More writing strategies
- Use an outline to establish a flow, then fill in with words. Describing the work to a colleague may help uncover the outline.
- Write a fast draft – a sketch. Fill in the holes on later drafts.
- Do talking points on index cards or Palm Pilot.
- Try dictating while waiting for planes, while commuting to work.
- Ask productive people how they approach writing manuscripts.
What to do if you've been "scooped"
- It happens to everyone in exciting fields. Think of it as validation of your ideas.
- Extend your study with one significant experiment and submit. You may have to submit to a journal with a lesser impact.
- Try to get your manuscript published as quickly as possible so it's the same year.
- If you learn about a paper as it's being generated, get yours done as rapidly as possible.
- You can avoid being scooped by keeping abreast of the field. Through databases, research meetings, seminars.
Where should you publish?
- Choose journals based upon manuscript topic, target audience and journal's impact factor (http://fusion.mssm.edu/levy/databases, CITATION INDEXES) (Impact factor influences A&P committees evaluation of publications.)
- Aim high, especially if the report is newsworthy and timely. If not accepted, rapidly re-orient to the next choice.
The cover letter to the journal:
- Suggest one or two reviewers to the editor.
- Identify people who should not be asked: "non-preferred referees" (because you sense a conflict of interest).
What if your paper is rejected?
- If they trash it, move on to another journal.
- Sometimes it works to call the editors and explain that perhaps you didn't communicate effectively and would like to re-submit a revision. Never blame the reviewers.
- If the review isn't clear, ask the editor to clarify so you can comply with a manuscript that will be accepted. Rewrite and resubmit if the study has merit but the manuscript doesn't (rather than merely a revision).

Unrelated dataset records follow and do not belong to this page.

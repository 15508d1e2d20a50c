//! Vendor HTTP clients
//!
//! Each client covers one vendor's documented REST surface: typed request
//! parameters in, typed responses out, with non-2xx responses mapped to
//! structured errors for the dispatcher to wrap.

pub mod config;
pub mod design;
pub mod mail;

pub use config::{AdapterConfig, VendorEndpoint};
pub use design::{DesignClient, DesignError, ExportJob};
pub use mail::{MailClient, MailError};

Should you contact a journal for "pre-screening" before submitting a manuscript?
- Yes, if the journal requires an unusual format.
- Yes, if the journal has a long turn-around time.
- To propose an idea for a review article.
Is it important for academic promotion to diversify where and what you publish?
- Not really. It doesn't help, but it won't hurt.
- If you publish in one journal only, have the Chair explain why in the recommendation letter.